(Stored items)
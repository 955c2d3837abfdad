//! High-level library API: build a pipeline for a workspace from a
//! configuration, pick an engine, and run it. Prefer these entrypoints over
//! the individual stage functions when embedding s2mosaic.
use std::path::Path;

use tracing::warn;

use crate::core::config::PipelineConfig;
use crate::core::params::PipelineParams;
use crate::core::processing::pipeline::Pipeline;
use crate::core::report::RunReport;
use crate::core::workspace::Workspace;
use crate::engine::{CommandEngine, DryRunEngine, EngineConfig, RasterEngine};
use crate::error::Result;
use crate::types::EngineKind;

/// Instantiate the engine selected by `kind`. Command engines run their
/// programs from the workspace root.
pub fn engine_for(kind: EngineKind, config: &EngineConfig, workspace: &Workspace) -> Box<dyn RasterEngine> {
    match kind {
        EngineKind::Command => {
            let missing = config.missing();
            if !missing.is_empty() {
                let names: Vec<&str> = missing.iter().map(|k| k.as_str()).collect();
                warn!("No program configured for: {}", names.join(", "));
            }
            Box::new(CommandEngine::new(config.clone()).with_working_dir(&workspace.root))
        }
        EngineKind::DryRun => Box::new(DryRunEngine::new()),
    }
}

/// Build a pipeline for the workspace at `root` using `config`
pub fn build_pipeline(
    root: &Path,
    config: &PipelineConfig,
    kind: EngineKind,
) -> Result<Pipeline<Box<dyn RasterEngine>>> {
    let workspace = Workspace::new(root);
    let engine = engine_for(kind, &config.engine, &workspace);
    Pipeline::new(workspace, config.params.clone(), engine)
}

/// Prepare the workspace at `root` and run all stages with `engine`.
/// This clears `pix/`, `corrected/` and `mosaic/` without asking.
pub fn run_workspace<E: RasterEngine>(root: &Path, params: PipelineParams, engine: E) -> Result<RunReport> {
    let mut pipeline = Pipeline::new(Workspace::new(root), params, engine)?;
    pipeline.run()
}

Activity: Beginning with the very first line of the records above, please retype each line through the one that has "the workspace root.", and add nothing.

Solution:
repository 955c2d3837abfdad
//! High-level library API: build a pipeline for a workspace from a
//! configuration, pick an engine, and run it. Prefer these entrypoints over
//! the individual stage functions when embedding s2mosaic.
use std::path::Path;

use tracing::warn;

use crate::core::config::PipelineConfig;
use crate::core::params::PipelineParams;
use crate::core::processing::pipeline::Pipeline;
use crate::core::report::RunReport;
use crate::core::workspace::Workspace;
use crate::engine::{CommandEngine, DryRunEngine, EngineConfig, RasterEngine};
use crate::error::Result;
use crate::types::EngineKind;

/// Instantiate the engine selected by `kind`. Command engines run their
/// programs from the workspace root.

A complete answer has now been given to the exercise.